How much of a threat is Bitcoin? For the banks, the cryptocurrency uprising means their days are numbered, says Bitcoin expert Andreas Antonopoulos.
Bitcoin broke the $8,000 USD barrier for the first time today, continuing its climb to now ten times its value at the start of 2017. One Bitcoin is now worth six times that of an ounce of gold and that fact is giving investors fits over if and when the cryptobubble might burst, even as the ranks of the converted keep growing.
But along with its price, the war of words over Bitcoin continues to ramp up.
“I could care less what bitcoin trades for, how it trades, why it trades, who trades it,” said Jamie Dimon, head of JPMorgan Chase, who famously called Bitcoin a fraud, saying that if people are “stupid enough to buy it, you’ll pay the price one day.”
Dimon’s claim, one echoed by other crypto-skeptics, is that, ultimately, fiat currencies endorsed by governments will always assume pride of place within economic systems, simply because money is too pivotal a concern to be left to decentralized platforms such as Bitcoin’s.
“Governments are going to crush [Bitcoin] one day,” Dimon said. “Governments like to know where the money is, who has it and what you’re doing with it, in case you haven’t noticed.”
The response from the believers?
“Jamie doth protest too much,” says Antonopoulos, author of Mastering Bitcoin and The Internet of Money, who spoke last month at SingularityU Canada Summit, a forum on technology and social change held last month in Toronto.
“It’s interesting that the head of the largest investment bank in the world finds time in his busy day to speak about a ‘nothing,’ an irrelevant technology that has no impact on the world,” Antonopoulos said. “As he was saying that, JP Morgan traders were buying Bitcoin.”
In a unique bit of irony, JPMorgan itself has been found guilty of money-laundering and fraud by Swiss financial markets authority FINMA, a fact that Antonopoulos didn’t hesitate from pointing out. “They got fined $2 billion, which they paid for by committing more mortgage fraud.”
But beyond the personal slights, Antonopolous’ message was clearly one of doom and gloom for traditional financial institutions, saying that “The world’s banks have never faced competition from the Internet. They need to learn really quickly that when the Internet comes for your industry, it doesn’t end well.”

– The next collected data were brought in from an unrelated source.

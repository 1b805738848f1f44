//! Construct Parser
//!
//! 对行 token 做一遍递归下降：按行首关键字分派到各结构的解析函数，
//! 用 Block Scanner 确定结构的范围，然后跳过已消费的行。
//!
//! 错误策略：
//! - 函数头等单个结构的错误被收集起来，扫描继续，最后一起报告；
//! - 找不到结束行时无法确定结构范围，立即失败。

use crate::ast::{Construct, ExportList, Program, TypeDefinition, UnionType};
use crate::error::{BlockKind, ParseFailure, SourceLine, SyntaxError};
use crate::lexer::{tokenize, Line, LineKind};
use crate::pinning::PreviousOutput;
use crate::scanner::{find_block_end, Delimiter};
use crate::signature::parse_function;
use tracing::debug;

/// 解析源码。`previous` 是上一次生成的输出，没有时传空串。
pub fn parse_program(source: &str, previous: &str) -> Result<Program, ParseFailure> {
    let lines = tokenize(source);
    let previous = PreviousOutput::new(previous);
    Parser::new(&lines, &previous).parse()
}

struct Parser<'a, 'src> {
    lines: &'a [Line<'src>],
    pos: usize,
    previous: &'a PreviousOutput<'a>,
}

impl<'a, 'src> Parser<'a, 'src> {
    fn new(lines: &'a [Line<'src>], previous: &'a PreviousOutput<'a>) -> Self {
        Self {
            lines,
            pos: 0,
            previous,
        }
    }

    fn peek(&self) -> Option<&'a Line<'src>> {
        self.lines.get(self.pos)
    }

    fn parse(mut self) -> Result<Program, ParseFailure> {
        let mut constructs = Vec::new();
        let mut errors = Vec::new();

        while let Some(line) = self.peek() {
            let entry = match line.kind {
                LineKind::PinnedFunction => self.function(true),
                LineKind::Function => self.function(false),
                LineKind::UnionType => self.union_type(),
                LineKind::Type => self.type_definition(),
                LineKind::Export => {
                    self.pos += 1;
                    Ok(export(line))
                }
                // 空行和不认识的行直接跳过
                _ => {
                    self.pos += 1;
                    continue;
                }
            };

            match entry {
                Ok(construct) => {
                    debug!(line = line.number, kind = construct.kind_name(), "parsed construct");
                    constructs.push(construct);
                }
                Err(error) if error.is_fatal() => return Err(ParseFailure::fatal(error)),
                Err(error) => errors.push(error),
            }
        }

        if errors.is_empty() {
            Ok(Program::new(constructs))
        } else {
            Err(ParseFailure::new(errors))
        }
    }

    /// 从当前行开始取出一个块，并把位置移到块之后
    fn take_block(
        &mut self,
        delimiter: Delimiter,
        construct: BlockKind,
    ) -> Result<&'a [Line<'src>], SyntaxError> {
        let lines = self.lines;
        let rest = &lines[self.pos..];
        let end = find_block_end(rest, delimiter).ok_or_else(|| SyntaxError::UnterminatedBlock {
            construct,
            line: SourceLine::from(&rest[0]),
        })?;
        self.pos += end + 1;
        Ok(&rest[..=end])
    }

    fn function(&mut self, pinned: bool) -> Result<Construct, SyntaxError> {
        let block = self.take_block(Delimiter::Brace, BlockKind::Function)?;
        let header = &block[0];
        let stub = parse_function(header, &block[1..block.len() - 1])?;

        if pinned {
            self.previous.resolve(stub, header)
        } else {
            Ok(Construct::Function(stub))
        }
    }

    fn type_definition(&mut self) -> Result<Construct, SyntaxError> {
        let block = self.take_block(Delimiter::Brace, BlockKind::TypeDefinition)?;
        let body = block
            .iter()
            .map(|line| line.text)
            .collect::<Vec<_>>()
            .join("\n");
        Ok(Construct::Type(TypeDefinition { body }))
    }

    fn union_type(&mut self) -> Result<Construct, SyntaxError> {
        let block = self.take_block(Delimiter::Terminator, BlockKind::UnionType)?;
        union_declaration(block)
    }
}

/// `union type Name = A | B | C;`，可以跨多行
fn union_declaration(block: &[Line<'_>]) -> Result<Construct, SyntaxError> {
    let text = block
        .iter()
        .map(|line| line.text.trim())
        .collect::<Vec<_>>()
        .join(" ");
    let declaration = text.strip_prefix("union type").unwrap_or(&text);

    let missing_name = || SyntaxError::MissingUnionName {
        line: SourceLine::from(&block[0]),
    };
    let (name, tags) = declaration.split_once('=').ok_or_else(missing_name)?;
    let name = name.trim();
    if name.is_empty() {
        return Err(missing_name());
    }

    let tags = tags
        .split('|')
        .map(|tag| tag.trim().trim_end_matches(';').trim())
        .filter(|tag| !tag.is_empty())
        .map(str::to_string)
        .collect();

    Ok(Construct::Union(UnionType {
        name: name.to_string(),
        tags,
    }))
}

/// `export A, B, C`
fn export(line: &Line<'_>) -> Construct {
    let trimmed = line.text.trim();
    let list = trimmed.strip_prefix("export").unwrap_or(trimmed);
    let names = list
        .split(',')
        .map(str::trim)
        .filter(|name| !name.is_empty())
        .map(str::to_string)
        .collect();
    Construct::Export(ExportList { names })
}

Antonopoulos was speaking on the topic of decentralization and its impact on societal structures when the topic of Dimon came up in the Q&A. He claims that one of the signs that cryptocurrencies are the way of the future is that millennials are gravitating towards them and shifting their wealth away from traditional banking.
“When you talk to millennials who have been thoroughly disappointed by every single social institution — the government, the church, the politics, the parties — they can’t trust anyone anymore,” Antonopoulos said to Forbes. “They remember 2008, because it was the first big crash they’ve had, and many millennials have been unable to find work. They watched no bankers go to jail.”